Gonzales Could Become Chief Executioner

Attorney General Alberto Gonzales is about to be put in charge of the death penalty at the state level. After all, he’s done such a bang-up job running the Justice Department!

The Justice Department is putting the final touches on regulations that could give Atty. Gen. Alberto R. Gonzales important new sway over death penalty cases in California and other states, including the power to shorten the time that death row inmates have to appeal convictions to federal courts.

The rules implement a little-noticed provision in last year’s reauthorization of the Patriot Act that gives the attorney general the power to decide whether individual states are providing adequate counsel for defendants in death penalty cases. The authority has been held by federal judges.

Under the rules now being prepared, if a state requested it and Gonzales agreed, prosecutors could use “fast track” procedures that could shave years off the time that a death row inmate has to appeal to the federal courts after conviction in a state court.

[…]

Prosecutors say many death penalty cases take far too long to resolve even when the issue of guilt is clear. Especially in the West, where the U.S. 9th Circuit Court of Appeals in San Francisco has blocked many executions, cases can take decades to wind through the courts. In its most recent term, the U.S. Supreme Court restored the death penalty in three cases in which the 9th Circuit had reversed the sentence.

[…]

On the other side, advocates for death row inmates and some legal experts say the rules would make a bad system worse. “It is another means by which people are determined to shut the federal courts down to meaningful review of death penalty cases,” said Elisabeth Semel, director of the Death Penalty Clinic at the UC Berkeley law school. “The inevitable result of speeding them up is to miss profound legal errors that are made. Lawyers will not see them. Courts will not address them.”
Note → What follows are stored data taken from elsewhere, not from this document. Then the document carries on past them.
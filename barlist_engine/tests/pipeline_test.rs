//! End-to-end pipeline tests: document text in, published JSON artifact out.

use barlist_engine::config::ReconcileConfig;
use barlist_engine::metrics::{FileMetricsSource, MetricsSource};
use barlist_engine::models::discrepancy::DiscrepancyKind;
use barlist_engine::models::verification::{VerificationResult, VerificationStatus};
use barlist_engine::report::ReportWriter;
use barlist_engine::verify_document;
use chrono::NaiveDate;
use rust_decimal_macros::dec;

const DOCUMENT: &str = "\
Client Silver Stock Holdings
C.O.B: 13 February 2026
Total Allocated Bar Count: 3
Total Allocated Gross Weight: 3,052.600
Bar Number Refiner Long Gross Weight Fine Weight Bar Assay Vault Name
4005 KAZZINC 1,060.100 0.000 0.9999 2015 LONDON A
1E 452-11 STATE REFINERIES 992.500 0.000 0.9990 LONDON A
77812 AURUBIS AG 1,000.000 0.000 0.9999 2018 LONDON B
End of Silver
";

fn date() -> NaiveDate {
    NaiveDate::from_ymd_opt(2026, 2, 13).unwrap()
}

#[test]
fn clean_run_against_matching_metrics_verifies_ok() {
    let dir = tempfile::tempdir().unwrap();
    let source = FileMetricsSource::new(dir.path());
    std::fs::write(
        source.path_for("wisdomtree", date()),
        r#"{"total_oz": "3052.6000", "reported_bar_count": 3}"#,
    )
    .unwrap();
    let metrics = source.get_metrics("wisdomtree", date()).unwrap();

    let run = verify_document(
        "wisdomtree",
        "wisdomtree",
        date(),
        DOCUMENT,
        metrics.as_ref(),
        None,
        &ReconcileConfig::default(),
    )
    .unwrap();

    assert_eq!(run.result.status, VerificationStatus::Ok);
    assert_eq!(run.result.bar_count, 3);
    assert_eq!(run.result.total_weight_oz, dec!(3052.6000));
    assert_eq!(run.records.len(), 3);
    assert_eq!(run.records[1].serial, "1E45211");
}

#[test]
fn missing_bar_between_runs_is_reported_and_persisted() {
    let cfg = ReconcileConfig::default();
    let first = verify_document("wisdomtree", "wisdomtree", date(), DOCUMENT, None, None, &cfg)
        .unwrap();

    // Next day's list no longer carries serial 4005.
    let shrunk: String = DOCUMENT
        .lines()
        .filter(|l| !l.starts_with("4005"))
        .map(|l| format!("{l}\n"))
        .collect();
    let next_date = NaiveDate::from_ymd_opt(2026, 2, 14).unwrap();
    let second = verify_document(
        "wisdomtree",
        "wisdomtree",
        next_date,
        &shrunk,
        None,
        Some(&first.records),
        &cfg,
    )
    .unwrap();

    let missing: Vec<_> = second
        .result
        .discrepancies
        .iter()
        .filter(|d| d.kind == DiscrepancyKind::MissingBar)
        .collect();
    assert_eq!(missing.len(), 1);
    assert_eq!(missing[0].details["serial"], "4005");

    // Shrinking the list also breaks the declared header totals.
    assert!(second
        .result
        .discrepancies
        .iter()
        .any(|d| d.kind == DiscrepancyKind::HeaderMismatch));

    let dir = tempfile::tempdir().unwrap();
    let writer = ReportWriter::new(dir.path());
    let path = writer.write(&second.result).unwrap();
    let read_back: VerificationResult =
        serde_json::from_slice(&std::fs::read(path).unwrap()).unwrap();
    assert_eq!(read_back, second.result);
}

#[test]
fn identical_runs_publish_byte_identical_artifacts() {
    let cfg = ReconcileConfig::default();
    let previous =
        verify_document("wisdomtree", "wisdomtree", date(), DOCUMENT, None, None, &cfg)
            .unwrap()
            .records;

    let dir_a = tempfile::tempdir().unwrap();
    let dir_b = tempfile::tempdir().unwrap();
    let mut payloads = Vec::new();
    for dir in [&dir_a, &dir_b] {
        let run = verify_document(
            "wisdomtree",
            "wisdomtree",
            date(),
            DOCUMENT,
            None,
            Some(&previous),
            &cfg,
        )
        .unwrap();
        let path = ReportWriter::new(dir.path()).write(&run.result).unwrap();
        payloads.push(std::fs::read(path).unwrap());
    }
    assert_eq!(payloads[0], payloads[1]);
}

#[test]
fn unparseable_document_surfaces_as_a_parse_error() {
    let err = verify_document(
        "invesco",
        "invesco",
        date(),
        "nothing that looks like a weight list",
        None,
        None,
        &ReconcileConfig::default(),
    )
    .unwrap_err();
    assert!(matches!(err, barlist_engine::errors::Error::Parse(_)));

    // The caller records the failure as a terminal status, still persisted.
    let result = VerificationResult::fetch_failed("invesco", date(), None);
    let dir = tempfile::tempdir().unwrap();
    let path = ReportWriter::new(dir.path()).write(&result).unwrap();
    let read_back: VerificationResult =
        serde_json::from_slice(&std::fs::read(path).unwrap()).unwrap();
    assert_eq!(read_back.status, VerificationStatus::FetchFailed);
    assert_eq!(read_back.bar_count, 0);
}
If we’re going to execute murderers, it makes sense to streamline and standardize the review process. There has to be a better way to go about it than having convicted murderers spend more than a decade in jail after sentencing doing a bizarre dance up and down the appellate process.

Still, this new rule flies in the face of our system of justice. Forget about the fact that Gonzales’ integrity and competence are under assault from both sides of the aisle. It’s not people would have been clamoring to give Janet Reno this power, either.

Why is a federal official being put in charge of something that’s clearly a state matter? Moreover, isn’t the appellate process a matter for the judicial branch? After all, the whole point of the trial and appeals system is to check the executive branch’s power.

If the blogosphere is any indication, there seems to be a widespread consensus that something’s not quite right here. As you’d expect, TPM‘s Paul Kiel, ThinkProgress, Kevin Hayden at American Street, TalkLeft‘s Jeralyn Merritt, Newshogger Cernig, and others on the left are up in arms over this. After all, they oppose the death penalty, the Bush Administration, Alberto Gonzales, or some combination of those. That doesn’t make their arguments any less valid, of course, but it makes them easier to dismiss by administration backers.

Not so much the near-universal condemnation of those in the right-of-center camp. Jonathan Adler dubs it “bizarre” and “odd.” His colleague Orin Kerr thinks it “kinda fishy.” (That’s the kind of complicated legal jargon you’d expect from two law professors!)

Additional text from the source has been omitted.